By synergising three independent projects within the framework of this Attract Open Call, we propose to tackle three key steps in such targeting workflow. The first project, and the one described herein, UTXμCT deals with the ability to build precise three-dimensional (3D) maps of vitrified specimens by phase contrast computed X-ray tomography.

A second aim mIR-ivSEM is to develop algorithms and software to load such 3D maps onto scanning electron microscopes, dedicated to the preparation of thin lamellas from vitrified specimens.

The third project MSET- will tackle the challenge of precisely targeting, creating and manipulating 100 nm-scale lamellae for their characterisation by cryo-ET, aided by cryo focused ion beam (FIB)/ scanning electron microscopy (SEM) tomography.

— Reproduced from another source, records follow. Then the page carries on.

// SPDX-FileCopyrightText: 2024-2025 reticket contributors
// SPDX-License-Identifier: GPL-3.0-only

//! Client for the online signing service.
//!
//! A signing request is a property list assembled from device parameters
//! and the chosen build identity's manifest. The service answers with a
//! form-encoded status line whose `REQUEST_STRING` field carries the ticket
//! dictionary.

use std::time::Duration;

use plist::{Dictionary, Value};
use thiserror::Error;
use tracing::{debug, info};

/// Official signing endpoint.
pub const TSS_URL: &str = "http://gs.apple.com/TSS/controller?action=2";
/// Community mirror holding previously issued tickets.
pub const CYDIA_TSS_URL: &str = "http://cydia.saurik.com/TSS/controller?action=2";

const CLIENT_VERSION: &str = "libauthinstall-293.1.16";

const TIMEOUT: Duration = Duration::from_secs(30);

#[derive(Debug, Error)]
pub enum Error {
    #[error("Signing server rejected request: status {status}: {message}")]
    ServerStatus { status: i64, message: String },
    #[error("Malformed signing server response")]
    MalformedResponse,
    #[error("HTTP request failed")]
    Http(#[from] attohttpc::Error),
    #[error("Property list error")]
    Plist(#[from] plist::Error),
}

type Result<T> = std::result::Result<T, Error>;

/// Copy identity-level signing parameters and the component manifest out of
/// the chosen build identity.
pub fn parameters_from_identity(
    parameters: &mut Dictionary,
    identity: &crate::format::manifest::BuildIdentity,
) {
    let dict = identity.as_dict();
    for key in [
        "ApChipID",
        "ApBoardID",
        "ApSecurityDomain",
        "UniqueBuildID",
    ] {
        if let Some(value) = dict.get(key) {
            parameters.insert(key.to_owned(), value.clone());
        }
    }
    if let Some(manifest) = dict.get("Manifest") {
        parameters.insert("Manifest".to_owned(), manifest.clone());
    }
}

/// A signing request under construction.
pub struct Request {
    dict: Dictionary,
}

impl Request {
    pub fn new() -> Self {
        let mut dict = Dictionary::new();
        dict.insert("@HostPlatformInfo".into(), Value::String("mac".into()));
        dict.insert("@VersionInfo".into(), Value::String(CLIENT_VERSION.into()));
        Self { dict }
    }

    fn copy_from(&mut self, parameters: &Dictionary, keys: &[&str]) {
        for key in keys {
            if let Some(value) = parameters.get(*key) {
                self.dict.insert((*key).to_owned(), value.clone());
            }
        }
    }

    pub fn add_common_tags(&mut self, parameters: &Dictionary) {
        self.copy_from(
            parameters,
            &[
                "ApECID",
                "UniqueBuildID",
                "ApChipID",
                "ApBoardID",
                "ApSecurityDomain",
                "ApProductionMode",
            ],
        );
    }

    /// Add one entry per firmware component from the manifest parameters.
    /// The per-component `Info` subtree is local bookkeeping and never sent.
    pub fn add_ap_tags(&mut self, parameters: &Dictionary) {
        let Some(manifest) = parameters.get("Manifest").and_then(Value::as_dictionary) else {
            return;
        };

        for (name, entry) in manifest.iter() {
            if name == "BasebandFirmware" {
                continue;
            }
            let Some(entry) = entry.as_dictionary() else {
                continue;
            };
            let mut trimmed = entry.clone();
            trimmed.remove("Info");
            self.dict.insert(name.clone(), Value::Dictionary(trimmed));
        }
    }

    pub fn add_ap_img3_tags(&mut self, parameters: &Dictionary) {
        self.copy_from(parameters, &["ApNonce"]);
        self.dict.insert("@APTicket".into(), Value::Boolean(true));
    }

    pub fn add_ap_img4_tags(&mut self, parameters: &Dictionary) {
        self.copy_from(parameters, &["ApNonce", "ApSecurityMode"]);
        if let Some(nonce) = parameters.get("ApSepNonce") {
            self.dict.insert("SepNonce".into(), nonce.clone());
        }
        self.dict
            .insert("@ApImg4Ticket".into(), Value::Boolean(true));
    }

    pub fn add_baseband_tags(&mut self, parameters: &Dictionary) {
        self.copy_from(
            parameters,
            &["BbNonce", "BbChipID", "BbGoldCertId", "BbSNUM"],
        );

        if let Some(entry) = parameters
            .get("Manifest")
            .and_then(Value::as_dictionary)
            .and_then(|m| m.get("BasebandFirmware"))
            .and_then(Value::as_dictionary)
        {
            let mut trimmed = entry.clone();
            trimmed.remove("Info");
            self.dict
                .insert("BasebandFirmware".into(), Value::Dictionary(trimmed));
        }

        self.dict.insert("@BBTicket".into(), Value::Boolean(true));
    }

    /// POST the request and parse the response into the ticket dictionary.
    pub fn send(&self, url: &str) -> Result<Dictionary> {
        let mut body = Vec::new();
        Value::Dictionary(self.dict.clone()).to_writer_xml(&mut body)?;

        info!("Sending signing request to {url}");
        let response = attohttpc::post(url)
            .connect_timeout(TIMEOUT)
            .read_timeout(TIMEOUT)
            .header("Cache-Control", "no-cache")
            .header("Content-Type", "text/xml; charset=\"utf-8\"")
            .header("User-Agent", "InetURL/1.0")
            .bytes(body)
            .send()
            .and_then(|r| r.error_for_status())?;

        parse_response(&response.text()?)
    }
}

impl Default for Request {
    fn default() -> Self {
        Self::new()
    }
}

/// The server's `STATUS=…&MESSAGE=…&REQUEST_STRING=…` response body.
fn parse_response(body: &str) -> Result<Dictionary> {
    let mut status = None;
    let mut message = None;

    for field in body.splitn(3, '&') {
        if let Some(value) = field.strip_prefix("STATUS=") {
            status = value.parse::<i64>().ok();
        } else if let Some(value) = field.strip_prefix("MESSAGE=") {
            message = Some(value.to_owned());
        }
    }

    let status = status.ok_or(Error::MalformedResponse)?;
    let message = message.ok_or(Error::MalformedResponse)?;
    if status != 0 || message != "SUCCESS" {
        return Err(Error::ServerStatus { status, message });
    }

    let plist_body = body
        .split_once("REQUEST_STRING=")
        .map(|(_, rest)| rest)
        .ok_or(Error::MalformedResponse)?;

    debug!("Received ticket ({} bytes)", plist_body.len());
    match Value::from_reader_xml(plist_body.as_bytes())? {
        Value::Dictionary(dict) => Ok(dict),
        _ => Err(Error::MalformedResponse),
    }
}

/// Raw ticket bytes from a ticket dictionary.
pub fn ap_ticket(tss: &Dictionary) -> Option<Vec<u8>> {
    tss.get("APTicket").and_then(Value::as_data).map(<[u8]>::to_vec)
}

/// Per-component signature blob, from `<name>.Blob`.
pub fn blob_for_entry(tss: &Dictionary, name: &str) -> Option<Vec<u8>> {
    tss.get(name)?
        .as_dictionary()?
        .get("Blob")
        .and_then(Value::as_data)
        .map(<[u8]>::to_vec)
}

/// Whole-ticket blob used by the newer container format.
pub fn img4_ticket(tss: &Dictionary) -> Option<Vec<u8>> {
    tss.get("ApImg4Ticket")
        .and_then(Value::as_data)
        .map(<[u8]>::to_vec)
}

/// Some tickets come back with empty dicts for the Restore* variants of
/// components that share a digest with their non-restore counterpart. Fill
/// those from the counterpart so personalization can find the blobs.
pub fn fixup_ticket(tss: &mut Dictionary) {
    const PAIRS: &[(&str, &str)] = &[
        ("RestoreLogo", "AppleLogo"),
        ("RestoreDeviceTree", "DeviceTree"),
        ("RestoreKernelCache", "KernelCache"),
    ];

    for (restore_key, source_key) in PAIRS {
        let is_empty = tss
            .get(*restore_key)
            .and_then(Value::as_dictionary)
            .is_some_and(Dictionary::is_empty);
        if !is_empty {
            continue;
        }

        let source = tss
            .get(*source_key)
            .and_then(Value::as_dictionary)
            .filter(|d| !d.is_empty())
            .cloned();
        if let Some(source) = source {
            debug!("Replacing empty {restore_key} with {source_key}");
            tss.insert((*restore_key).to_owned(), Value::Dictionary(source));
        }
    }
}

UTXμCT aims at the demonstration of three-dimensional imaging of unstained biological samples at better than one micron isotropic resolution, with a bench-top X-ray phase-contrast imaging system. Precise targeting, and subsequent preparation of thin lamellas for cryo electron tomography, in pristinely preserved tissues and organisms will be enabled by removing the need of heavy metal staining in the sample preparation. This multi-scale imaging workflow reaches close to atomic resolution, in its final stage, while preserving the contextual information of the whole organisms and tissues (millimetre-scale) from which the thin lamellas are extracted. We envision that developing this multi-scale imaging workflow, from millimetre-size organisms and tissues, down to below the nanometre with complementary cryo- ET approaches, will lend an enormous discovery potential to any life, biomedical and material science study worldwide.